Nevertheless, the Juvenile Diabetes Research Foundation, which funded the work, considered the results encouraging enough to plan future large-scale studies, which would be needed before the experimental drug might be available.
"The results are very promising. There are not many instances where you can stop an autoimmune disease in its tracks," said Dr. Richard Insel, the foundation's executive vice president for research.
Results were published in Thursday's New England Journal of Medicine.
More than 18 million people in the United State have diabetes. The vast majority have Type 2, which is linked to obesity and occurs when the body can't effectively use the insulin it makes.

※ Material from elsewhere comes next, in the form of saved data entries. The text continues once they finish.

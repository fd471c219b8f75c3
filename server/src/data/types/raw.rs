//! Raw span envelope, as received from producers

use chrono::{DateTime, Utc};
use serde::{Deserialize, Serialize};
use serde_json::{Map, Value as JsonValue};

use super::{SpanKind, StatusCode};
use crate::utils::time::{deserialize_opt_timestamp, deserialize_timestamp};

/// Vendor-neutral span envelope. Attribute keys may follow any supported
/// vocabulary, or the canonical `ag.*` one directly.
#[derive(Debug, Clone, Serialize, Deserialize)]
pub struct RawSpan {
    pub trace_id: String,
    pub span_id: String,
    #[serde(default, alias = "parent_span_id")]
    pub parent_id: Option<String>,
    #[serde(default, alias = "kind")]
    pub span_kind: SpanKind,
    #[serde(alias = "name")]
    pub span_name: String,
    #[serde(deserialize_with = "deserialize_timestamp")]
    pub start_time: DateTime<Utc>,
    #[serde(default, deserialize_with = "deserialize_opt_timestamp")]
    pub end_time: Option<DateTime<Utc>>,
    #[serde(default)]
    pub status_code: StatusCode,
    #[serde(default)]
    pub status_message: Option<String>,
    #[serde(default)]
    pub attributes: Map<String, JsonValue>,
    #[serde(default)]
    pub events: Vec<RawEvent>,
    #[serde(default)]
    pub links: Vec<RawLink>,
}

impl RawSpan {
    /// Parent id with empty strings treated as absent.
    pub fn parent(&self) -> Option<&str> {
        self.parent_id.as_deref().filter(|p| !p.is_empty())
    }
}

#[derive(Debug, Clone, Serialize, Deserialize)]
pub struct RawEvent {
    pub name: String,
    #[serde(default, deserialize_with = "deserialize_opt_timestamp")]
    pub timestamp: Option<DateTime<Utc>>,
    #[serde(default)]
    pub attributes: Map<String, JsonValue>,
}

#[derive(Debug, Clone, Serialize, Deserialize)]
pub struct RawLink {
    pub trace_id: String,
    pub span_id: String,
    #[serde(default)]
    pub attributes: Map<String, JsonValue>,
}

#[cfg(test)]
mod tests {
    use super::*;
    use serde_json::json;

    #[test]
    fn test_raw_span_minimal() {
        let span: RawSpan = serde_json::from_value(json!({
            "trace_id": "t1",
            "span_id": "s1",
            "name": "root",
            "start_time": 1_700_000_000_000_000_000u64
        }))
        .unwrap();
        assert_eq!(span.span_kind, SpanKind::Internal);
        assert_eq!(span.status_code, StatusCode::Unset);
        assert!(span.end_time.is_none());
        assert!(span.parent().is_none());
    }

    #[test]
    fn test_raw_span_empty_parent_is_absent() {
        let span: RawSpan = serde_json::from_value(json!({
            "trace_id": "t1",
            "span_id": "s1",
            "parent_span_id": "",
            "span_name": "root",
            "span_kind": "SPAN_KIND_SERVER",
            "status_code": "STATUS_CODE_ERROR",
            "start_time": "2024-01-01T00:00:00Z",
            "end_time": "2024-01-01T00:00:01"
        }))
        .unwrap();
        assert!(span.parent().is_none());
        assert_eq!(span.span_kind, SpanKind::Server);
        assert_eq!(span.status_code, StatusCode::Error);
        assert!(span.end_time.is_some());
    }

    #[test]
    fn test_raw_span_rejects_bad_timestamp() {
        let result: Result<RawSpan, _> = serde_json::from_value(json!({
            "trace_id": "t1",
            "span_id": "s1",
            "name": "root",
            "start_time": "yesterday"
        }));
        assert!(result.is_err());
    }
}
//! Time bucketing for analytics
//!
//! Buckets have a fixed width and are aligned to the start of the local day
//! (in the requested timezone) containing the oldest bound. Every bucket
//! overlapping `[oldest, newest)` is emitted, empty ones with zero counters.

use chrono::{DateTime, TimeDelta, TimeZone, Utc};
use chrono_tz::Tz;

use crate::data::types::{Bucket, SpanNode};

/// Hourly buckets up to this range, daily beyond.
pub const HOURLY_RANGE_HOURS: i64 = 48;
pub const HOURLY_INTERVAL_MINUTES: i64 = 60;
pub const DAILY_INTERVAL_MINUTES: i64 = 1440;

/// Upper bound on emitted buckets per request.
pub const MAX_BUCKETS: i64 = 10_000;

/// Widest accepted bucket (one leap year).
pub const MAX_INTERVAL_MINUTES: i64 = 366 * DAILY_INTERVAL_MINUTES;

pub fn default_interval(range: TimeDelta) -> i64 {
    if range <= TimeDelta::hours(HOURLY_RANGE_HOURS) {
        HOURLY_INTERVAL_MINUTES
    } else {
        DAILY_INTERVAL_MINUTES
    }
}

/// Midnight of the local day containing `at`, in UTC.
pub fn local_day_start(at: DateTime<Utc>, tz: Tz) -> DateTime<Utc> {
    let local_midnight = at.with_timezone(&tz).date_naive().and_time(chrono::NaiveTime::MIN);
    // midnight can fall in a DST gap; the zone's first instant of the day wins
    match tz.from_local_datetime(&local_midnight) {
        chrono::LocalResult::Single(start) => start.with_timezone(&Utc),
        chrono::LocalResult::Ambiguous(earliest, _) => earliest.with_timezone(&Utc),
        chrono::LocalResult::None => (0..24)
            .filter_map(|hour| {
                tz.from_local_datetime(&(local_midnight + TimeDelta::hours(hour)))
                    .earliest()
            })
            .next()
            .map_or(at, |start| start.with_timezone(&Utc)),
    }
}

/// Bucket layout for one request.
#[derive(Debug, Clone, Copy, PartialEq, Eq)]
pub struct BucketPlan {
    pub first: DateTime<Utc>,
    pub interval_minutes: i64,
    pub count: i64,
}

impl BucketPlan {
    /// `None` when the plan would exceed [`MAX_BUCKETS`]. `interval_minutes`
    /// must be in `1..=MAX_INTERVAL_MINUTES`.
    pub fn new(
        oldest: DateTime<Utc>,
        newest: DateTime<Utc>,
        interval_minutes: i64,
        tz: Tz,
    ) -> Option<Self> {
        let width = TimeDelta::minutes(interval_minutes);
        let day_start = local_day_start(oldest, tz);
        let skipped = (oldest - day_start).num_seconds().max(0) / width.num_seconds();
        let first = day_start + width * skipped as i32;

        let width_ns = width.num_nanoseconds()?;
        let range_ns = (newest - first).num_nanoseconds()?;
        let count = if range_ns <= 0 {
            0
        } else {
            range_ns / width_ns + i64::from(range_ns % width_ns != 0)
        };
        (count <= MAX_BUCKETS).then_some(Self {
            first,
            interval_minutes,
            count,
        })
    }

    fn width(&self) -> TimeDelta {
        TimeDelta::minutes(self.interval_minutes)
    }

    /// Index of the bucket containing `at`.
    pub fn index_of(&self, at: DateTime<Utc>) -> Option<usize> {
        if at < self.first {
            return None;
        }
        let index = (at - self.first).num_milliseconds() / self.width().num_milliseconds();
        (index < self.count).then_some(index as usize)
    }

    pub fn fill(&self, spans: &[SpanNode]) -> Vec<Bucket> {
        let width = self.width();
        let mut buckets: Vec<Bucket> = (0..self.count)
            .map(|i| Bucket::empty(self.first + width * i as i32, self.interval_minutes))
            .collect();
        for node in spans {
            match self.index_of(node.span.start_time) {
                Some(index) => buckets[index].record(node),
                None => tracing::trace!(span_id = %node.span_id(), "Span outside bucket range"),
            }
        }
        buckets
    }
}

The new study involved the other 5 percent to 10 percent of diabetics who have Type 1, which occurs when the body's immune system attacks and destroys insulin-producing cells in the pancreas. They must get insulin through shots or a pump.
Researchers led by Dr. Lucienne Chatenoud of Necker Hospital in Paris tested the novel approach on 80 newly diagnosed diabetics who still had some insulin function left. The patients were given an experimental drug called anti-CD3 antibody to prevent the immune system attack.
Half of the patients received it and the other half got a dummy drug for a week after they were diagnosed as diabetics. Both groups also got at least three insulin shots a day to control blood sugar.
After 1 1/2 years, the placebo group lost an average one-third of its insulin production ability and needed 50 percent more insulin in shots to regulate blood sugar. The group that got the drug, on the other hand, lowered insulin dependence by 12 percent and increased insulin-making capability. The drug worked best in patients who still had about half of their insulin function remaining.
However, nearly all the people who took the drug had symptoms of mononucleosis, a white-blood-cell disorder caused by a virus, and flulike symptoms including fever and headache.
Researchers said the side effects were minor and short-lived. But Dr. Ake Lernmark, a professor of medicine at the University of Washington, Seattle, wrote in an accompanying editorial that more research is needed to address the drug's safety.
Lernmark, who had no role in the study, also noted that the drug's benefits might be limited in patients who already have greater insulin function than typical Type 1 patients. Most Type 1 diabetics are diagnosed when they have already lost 90 percent of their insulin-making ability.
The federal government is currently supporting two studies of the drug in Type 1 patients, said Dr. Judith Fradkin of the National Institute of Diabetes and Digestive and Kidney Diseases.
Several of the researchers in the study reported getting consulting fees and holding stocks options from TolerRx, Inc., a Cambridge, Massachusetts, firm that developed the drug.